Core Response Structure
Section titled “Core Response Structure”All Vysion API responses follow a consistent wrapper format:
{ "data": { "total": 0, "hits": [] }, "error": null}
Field | Type | Description |
---|---|---|
data | object/null | Contains the response data or null if error occurred |
data.total | integer | Total number of results available |
data.hits | array | Array of result objects |
error | object/null | Error information or null if successful |
Document Schemas
Section titled “Document Schemas”DocumentHit Schema
Section titled “DocumentHit Schema”Used in document search and retrieval endpoints.
{ "page": { "id": "string", "url": { "url": "string", "networkProtocol": "string", "domainName": "string", "port": 0, "path": "string", "signature": "uuid", "network": "tor" }, "foundAt": "string", "pageTitle": "string", "language": "en", "html": "string", "text": "string", "sha1sum": "string", "sha256sum": "string", "ssdeep": "string", "detectionDate": "2019-08-24T14:15:22Z", "screenshot": "string", "chunk": false }, "tag": [ { "namespace": "string", "predicate": "string", "value": "string" } ], "email": [], "paste": [], "skype": [], "telegram": [], "whatsapp": [], "bitcoin_address": [ { "value": "string" } ], "polkadot_address": [], "ethereum_address": [], "monero_address": [], "ripple_address": [], "zcash_address": []}
Page Object
Section titled “Page Object”Field | Type | Required | Description |
---|---|---|---|
id | string | true | Unique document identifier |
url | object | true | URL information object |
foundAt | string | false | Source where document was found |
pageTitle | string | false | Title of the webpage |
language | string | false | Detected language (ISO 639-1) |
html | string | false | Raw HTML content |
text | string | false | Extracted text content |
sha1sum | string | false | SHA1 hash of content |
sha256sum | string | false | SHA256 hash of content |
ssdeep | string | false | Fuzzy hash for similarity detection |
detectionDate | string | true | ISO 8601 timestamp |
screenshot | string | false | Screenshot URL if available |
chunk | boolean | false | Whether this is a partial document |
URL Object
Section titled “URL Object”Field | Type | Description |
---|---|---|
url | string | Complete URL |
networkProtocol | string | Protocol (http, https) |
domainName | string | Domain name |
port | integer | Port number |
path | string | URL path |
signature | string | URL signature (UUID) |
network | string | Network type (tor, clearnet) |
Tag Object
Section titled “Tag Object”Field | Type | Description |
---|---|---|
namespace | string | Tag namespace |
predicate | string | Tag predicate |
value | string | Tag value |
Ransomware Schemas
Section titled “Ransomware Schemas”RansomwareHit Schema
Section titled “RansomwareHit Schema”Used for ransomware victim data.
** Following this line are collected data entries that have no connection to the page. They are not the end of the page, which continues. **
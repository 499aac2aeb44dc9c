//! Row-to-block batching.
use std::mem;

use log::debug;

use crate::{
    ClientError,
    protocol::{Block, BlockInfo, CodecError, Column, Row, Schema},
};

use super::flow::FlowError;

/// Rows per full block.
pub const BLOCK_ROWS: usize = 1_048_576;

#[derive(Debug, Clone, Copy, PartialEq, Eq)]
pub enum AssemblerState {
    Unsubscribed,
    Active,
    Completed,
    Errored,
    Cancelled,
}

/// Accumulates rows into column buffers and cuts a [`Block`] every
/// `threshold` rows.
///
/// Demand is counted in blocks downstream and in rows upstream: a request for
/// `n` blocks grants `n * threshold` rows of credit.
#[derive(Debug)]
pub struct BlockAssembler {
    schema: Schema,
    threshold: usize,
    state: AssemblerState,
    columns: Vec<Column>,
    rows: usize,
    row_credit: u64,
    released: bool,
}

impl BlockAssembler {
    pub fn new(schema: Schema) -> Self {
        Self::with_threshold(schema, BLOCK_ROWS)
    }

    /// # Panics
    /// If `threshold` is zero.
    pub fn with_threshold(schema: Schema, threshold: usize) -> Self {
        assert!(threshold > 0);
        let columns = fresh_columns(&schema, threshold);
        Self {
            schema,
            threshold,
            state: AssemblerState::Unsubscribed,
            columns,
            rows: 0,
            row_credit: 0,
            released: false,
        }
    }

    pub fn state(&self) -> AssemblerState {
        self.state
    }

    pub fn row_credit(&self) -> u64 {
        self.row_credit
    }

    pub fn pending_rows(&self) -> usize {
        self.rows
    }

    pub fn is_released(&self) -> bool {
        self.released
    }

    pub fn subscribe(&mut self) -> Result<(), FlowError> {
        if self.state != AssemblerState::Unsubscribed {
            return Err(FlowError::AlreadySubscribed { state: self.state });
        }
        self.state = AssemblerState::Active;
        Ok(())
    }

    /// Grants credit for `blocks` more blocks and returns the matching number
    /// of rows to pull from upstream.
    pub fn request(&mut self, blocks: u64) -> Result<u64, FlowError> {
        if self.state != AssemblerState::Active || blocks == 0 {
            return Err(FlowError::InvalidDemand {
                state: self.state,
                requested: blocks,
            });
        }
        let rows = blocks.saturating_mul(self.threshold as u64);
        self.row_credit = self.row_credit.saturating_add(rows);
        Ok(rows)
    }

    /// Appends one row, returning a full block once the threshold is reached.
    pub fn on_next(&mut self, row: Row) -> Result<Option<Block>, ClientError> {
        if self.state != AssemblerState::Active {
            return Err(FlowError::NotActive { state: self.state }.into());
        }
        if self.row_credit == 0 {
            return Err(FlowError::CreditExhausted.into());
        }
        if row.len() != self.columns.len() {
            return Err(CodecError::RowWidth {
                expected: self.columns.len(),
                found: row.len(),
            }
            .into());
        }

        for (column, value) in self.columns.iter_mut().zip(&row) {
            column.push(value)?;
        }
        self.rows += 1;
        self.row_credit -= 1;

        if self.rows == self.threshold {
            return Ok(Some(self.take_block()));
        }
        Ok(None)
    }

    /// Ends the stream: the pending partial block, if any, then the empty
    /// sentinel.
    pub fn on_complete(&mut self) -> Result<Vec<Block>, FlowError> {
        if self.state != AssemblerState::Active {
            return Err(FlowError::NotActive { state: self.state });
        }
        self.state = AssemblerState::Completed;

        let mut blocks = Vec::with_capacity(2);
        if self.rows > 0 {
            blocks.push(self.take_block());
        }
        blocks.push(Block::empty());
        self.release();
        Ok(blocks)
    }

    pub fn on_error(&mut self) {
        if self.is_terminal() {
            return;
        }
        self.state = AssemblerState::Errored;
        self.release();
    }

    pub fn cancel(&mut self) {
        if self.is_terminal() {
            return;
        }
        self.state = AssemblerState::Cancelled;
        self.release();
    }

    fn is_terminal(&self) -> bool {
        matches!(
            self.state,
            AssemblerState::Completed | AssemblerState::Errored | AssemblerState::Cancelled
        )
    }

    fn release(&mut self) {
        if self.released {
            return;
        }
        self.released = true;
        debug!("assembler released {} pending rows in state {:?}", self.rows, self.state);
        self.columns = Vec::new();
        self.rows = 0;
        self.row_credit = 0;
    }

    fn take_block(&mut self) -> Block {
        let columns = mem::replace(&mut self.columns, fresh_columns(&self.schema, self.threshold));
        let rows = mem::take(&mut self.rows);
        Block::new(BlockInfo::default(), columns, rows)
    }
}

fn fresh_columns(schema: &Schema, rows: usize) -> Vec<Column> {
    schema
        .iter()
        .map(|(name, column_type)| {
            let capacity = column_type.fixed_width().map_or(0, |w| w * rows);
            Column::with_data(name.clone(), *column_type, Vec::with_capacity(capacity))
        })
        .collect()
}
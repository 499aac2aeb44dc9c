//! Native wire protocol.
//!
//! This module defines the binary protocol spoken between the client and the
//! database server: primitive encodings, column layouts, block framing, message
//! framing, and the optional compression envelope around data blocks. It also
//! provides the transport abstraction the connection writes through.
//!
//! # Overview
//!
//! Every message starts with a varint tag. The tag spaces are different per
//! direction and must not be unified:
//!
//! | direction       | Hello | Query | Data | Exception | EndOfStream |
//! |-----------------|-------|-------|------|-----------|-------------|
//! | client → server | 0x00  | 0x01  | 0x02 | -         | -           |
//! | server → client | 0x00  | -     | 0x01 | 0x02      | 0x05        |
//!
//! Optional message fields are gated on the protocol revision negotiated during
//! the handshake (the lower of the client's and the server's revision).
//!
//! # Binary Format
//!
//! - Lengths, counts and tags are unsigned LEB128 varints ([`varint`]).
//! - Fixed-width integers are little-endian.
//! - Strings are a varint byte length followed by UTF-8 bytes.
//! - A data block is block info, column count, row count, then for every column
//!   its name, its type name and (when there are rows) its raw value bytes.
//! - With compression enabled, the block body of a data message is wrapped in a
//!   checksummed [`CompressedFrame`].
//!
//! # Key Components
//!
//! - [`Block`]: column-oriented batch of rows, the unit of transfer.
//! - [`MessageDecoder`]: resumable decoder for server messages.
//! - [`ProtocolTransport`]: outbound message writer over a [`Transport`].
//!
//! # See Also
//!
//! - [`connection`](crate::connection): drives the handshake and the stream.
pub mod block;
pub mod column;
pub mod compression;
pub mod message;
pub mod settings;
mod transport;
pub mod varint;
pub mod wire;

use thiserror::Error;

pub use block::{Block, BlockInfo, Schema};
pub use column::{Column, ColumnType, Row, Value};
pub use compression::{CompressedFrame, Compression, CompressionError, CompressionMethod};
pub use message::{DecodeResult, MessageDecoder, ServerException, ServerInfo, ServerMessage};
pub use settings::{SettingValue, Settings};
pub use transport::{InboundReader, ProtocolTransport, Transport};

/// Malformed or unsupported wire content. Always fatal for the connection.
#[derive(Debug, Error, PartialEq, Eq)]
pub enum CodecError {
    #[error("input ended in the middle of a value")]
    Truncated,
    #[error("varint does not fit the target integer")]
    VarintOverflow,
    #[error("unsupported column type '{0}'")]
    UnsupportedColumnType(String),
    #[error("unknown message tag {0:#04x}")]
    UnknownMessage(u64),
    #[error("unknown block info field {0}")]
    UnknownBlockInfoField(u64),
    #[error("string is not valid UTF-8")]
    InvalidUtf8,
    #[error("value of type {found} written to {expected} column")]
    ValueMismatch { expected: ColumnType, found: ColumnType },
    #[error("row has {found} fields, block has {expected} columns")]
    RowWidth { expected: usize, found: usize },
    #[error("unknown compression method byte {0:#04x}")]
    UnknownCompressionMethod(u8),
    #[error("decompressed block ends early")]
    TruncatedPayload,
    #[error("{0} unexpected bytes after decompressed block")]
    TrailingBytes(usize),
}
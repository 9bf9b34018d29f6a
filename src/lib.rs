//! Sleuth - a tool-using research assistant
//!
//! Sleuth takes a free-text question, lets a language model research it with
//! web search, Wikipedia lookups and note taking, and returns a structured
//! answer: topic, summary, sources and the tools that were used.
//!
//! # Architecture
//!
//! - `tools` - the tools the model can call, behind a uniform `Tool` trait
//! - `agent` - prompt contract, chat model abstraction and the reasoning loop
//! - `response` - fence stripping and strict decoding of the final answer
//! - `research` - the `research(query)` entry point shared by all frontends
//! - `config` - settings and prompt templates
//! - `cli` - command-line, interactive and HTTP frontends
//!
//! # Example
//!
//! ```rust,no_run
//! use sleuth::config::Settings;
//! use sleuth::research::Researcher;
//!
//! #[tokio::main]
//! async fn main() -> anyhow::Result<()> {
//!     let settings = Settings::load()?;
//!     let researcher = Researcher::new(&settings)?;
//!
//!     let answer = researcher.research("How do hummingbirds hover?").await?;
//!     println!("{}\n\nSources: {}", answer.summary, answer.sources.join(", "));
//!
//!     Ok(())
//! }
//! ```

pub mod agent;
pub mod cli;
pub mod config;
pub mod error;
pub mod openai;
pub mod research;
pub mod response;
pub mod tools;

#[cfg(test)]
mod testing;

pub use error::{Result, SleuthError};
pub use research::Researcher;
pub use response::ResearchResponse;
//! Agent system: a tool-calling reasoning loop around a chat model.
//!
//! The agent sends the prompt envelope to the model, runs any tools the model
//! asks for, feeds the observations back, and stops at the first reply that
//! requests no tools.

mod contract;
mod model;
mod runner;

pub use contract::{format_instructions, format_instructions_for, PromptContract, PromptEnvelope};
pub use model::{ChatMessage, ChatModel, ModelReply, OpenAIChatModel, ToolInvocation};
pub use runner::{Agent, RawModelOutput, ToolCallRecord, DEFAULT_MAX_ITERATIONS};
//! Chat model abstraction used by the reasoning loop.

use crate::config::ModelSettings;
use crate::error::{Result, SleuthError};
use crate::openai::create_client;
use crate::tools::ToolSpec;
use async_openai::types::{
    ChatCompletionMessageToolCall, ChatCompletionRequestAssistantMessageArgs,
    ChatCompletionRequestMessage, ChatCompletionRequestSystemMessageArgs,
    ChatCompletionRequestToolMessageArgs, ChatCompletionRequestUserMessageArgs,
    ChatCompletionTool, ChatCompletionToolType, CreateChatCompletionRequestArgs, FunctionCall,
    FunctionObject,
};
use async_trait::async_trait;
use std::time::Duration;
use tracing::debug;

/// A message in the conversation sent to the model.
#[derive(Debug, Clone, PartialEq)]
pub enum ChatMessage {
    System(String),
    User(String),
    /// An assistant turn; carries the tool calls it requested, if any.
    Assistant {
        content: Option<String>,
        tool_calls: Vec<ToolInvocation>,
    },
    /// The observation produced for one tool call.
    Tool { call_id: String, content: String },
}

/// A tool call requested by the model.
#[derive(Debug, Clone, PartialEq)]
pub struct ToolInvocation {
    pub id: String,
    pub name: String,
    /// Arguments as sent by the model, normally a JSON object.
    pub arguments: String,
}

/// What the model answered on one round-trip.
#[derive(Debug, Clone, PartialEq)]
pub enum ModelReply {
    /// The model wants these tools run before it continues.
    ToolCalls {
        content: Option<String>,
        calls: Vec<ToolInvocation>,
    },
    /// A terminal answer.
    Final(String),
}

/// A chat model that supports tool calling.
///
/// Implementations must be safe to call concurrently from several queries.
#[async_trait]
pub trait ChatModel: Send + Sync {
    /// Send the conversation and the available tools, and return the reply.
    async fn complete(&self, messages: &[ChatMessage], tools: &[ToolSpec]) -> Result<ModelReply>;
}

/// Chat model backed by an OpenAI-compatible chat completions API.
pub struct OpenAIChatModel {
    client: async_openai::Client<async_openai::config::OpenAIConfig>,
    model: String,
    temperature: f32,
}

impl OpenAIChatModel {
    /// Create a model client from settings and an API key.
    pub fn new(settings: &ModelSettings, api_key: &str) -> Result<Self> {
        let client = create_client(
            api_key,
            settings.api_base.as_deref(),
            Duration::from_secs(settings.timeout_secs),
        )?;

        Ok(Self {
            client,
            model: settings.name.clone(),
            temperature: settings.temperature,
        })
    }

    fn to_request_message(message: &ChatMessage) -> Result<ChatCompletionRequestMessage> {
        let built: ChatCompletionRequestMessage = match message {
            ChatMessage::System(content) => ChatCompletionRequestSystemMessageArgs::default()
                .content(content.clone())
                .build()
                .map_err(|e| SleuthError::AgentExecution(e.to_string()))?
                .into(),
            ChatMessage::User(content) => ChatCompletionRequestUserMessageArgs::default()
                .content(content.clone())
                .build()
                .map_err(|e| SleuthError::AgentExecution(e.to_string()))?
                .into(),
            ChatMessage::Assistant {
                content,
                tool_calls,
            } => {
                let mut args = ChatCompletionRequestAssistantMessageArgs::default();
                if let Some(text) = content {
                    args.content(text.clone());
                }
                if !tool_calls.is_empty() {
                    args.tool_calls(
                        tool_calls
                            .iter()
                            .map(|call| ChatCompletionMessageToolCall {
                                id: call.id.clone(),
                                r#type: ChatCompletionToolType::Function,
                                function: FunctionCall {
                                    name: call.name.clone(),
                                    arguments: call.arguments.clone(),
                                },
                            })
                            .collect::<Vec<_>>(),
                    );
                }
                args.build()
                    .map_err(|e| SleuthError::AgentExecution(e.to_string()))?
                    .into()
            }
            ChatMessage::Tool { call_id, content } => {
                ChatCompletionRequestToolMessageArgs::default()
                    .tool_call_id(call_id.clone())
                    .content(content.clone())
                    .build()
                    .map_err(|e| SleuthError::AgentExecution(e.to_string()))?
                    .into()
            }
        };
        Ok(built)
    }

    fn to_tool_definition(spec: &ToolSpec) -> ChatCompletionTool {
        ChatCompletionTool {
            r#type: ChatCompletionToolType::Function,
            function: FunctionObject {
                name: spec.name.clone(),
                description: Some(spec.description.clone()),
                parameters: Some(spec.parameters.clone()),
                strict: None,
            },
        }
    }
}

#[async_trait]
impl ChatModel for OpenAIChatModel {
    async fn complete(&self, messages: &[ChatMessage], tools: &[ToolSpec]) -> Result<ModelReply> {
        let messages = messages
            .iter()
            .map(Self::to_request_message)
            .collect::<Result<Vec<_>>>()?;

        let mut args = CreateChatCompletionRequestArgs::default();
        args.model(&self.model)
            .messages(messages)
            .temperature(self.temperature);
        if !tools.is_empty() {
            args.tools(tools.iter().map(Self::to_tool_definition).collect::<Vec<_>>());
        }
        let request = args
            .build()
            .map_err(|e| SleuthError::AgentExecution(e.to_string()))?;

        let response = self
            .client
            .chat()
            .create(request)
            .await
            .map_err(|e| SleuthError::OpenAI(format!("Agent API error: {}", e)))?;

        let choice = response
            .choices
            .into_iter()
            .next()
            .ok_or_else(|| SleuthError::AgentExecution("No response from model".to_string()))?;

        match choice.message.tool_calls {
            Some(tool_calls) if !tool_calls.is_empty() => {
                debug!("Model requested {} tool call(s)", tool_calls.len());
                Ok(ModelReply::ToolCalls {
                    content: choice.message.content,
                    calls: tool_calls
                        .into_iter()
                        .map(|call| ToolInvocation {
                            id: call.id,
                            name: call.function.name,
                            arguments: call.function.arguments,
                        })
                        .collect(),
                })
            }
            _ => Ok(ModelReply::Final(choice.message.content.unwrap_or_default())),
        }
    }
}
{ "page": { "id": "string", "url": { "url": "string", "networkProtocol": "string", "domainName": "string", "port": 0, "path": "string", "signature": "uuid", "network": "tor" }, "foundAt": "string", "pageTitle": "string", "language": "en", "detectionDate": "2019-08-24T14:15:22Z" }, "tag": [], "ransomwareGroup": "string", "companyName": "string", "companyAddress": "string", "companyLink": "string", "country": "string", "naics": "string", "industry": "string"}
Field | Type | Description |
---|---|---|
page | object | Page information (see DocumentHit) |
tag | array | Associated tags |
ransomwareGroup | string | Name of ransomware group |
companyName | string | Victim company name |
companyAddress | string | Company address |
companyLink | string | Company website |
country | string | Country code |
naics | string | NAICS industry code |
industry | string | Industry description |
Stat Schema
Section titled “Stat Schema”Used for statistics endpoints.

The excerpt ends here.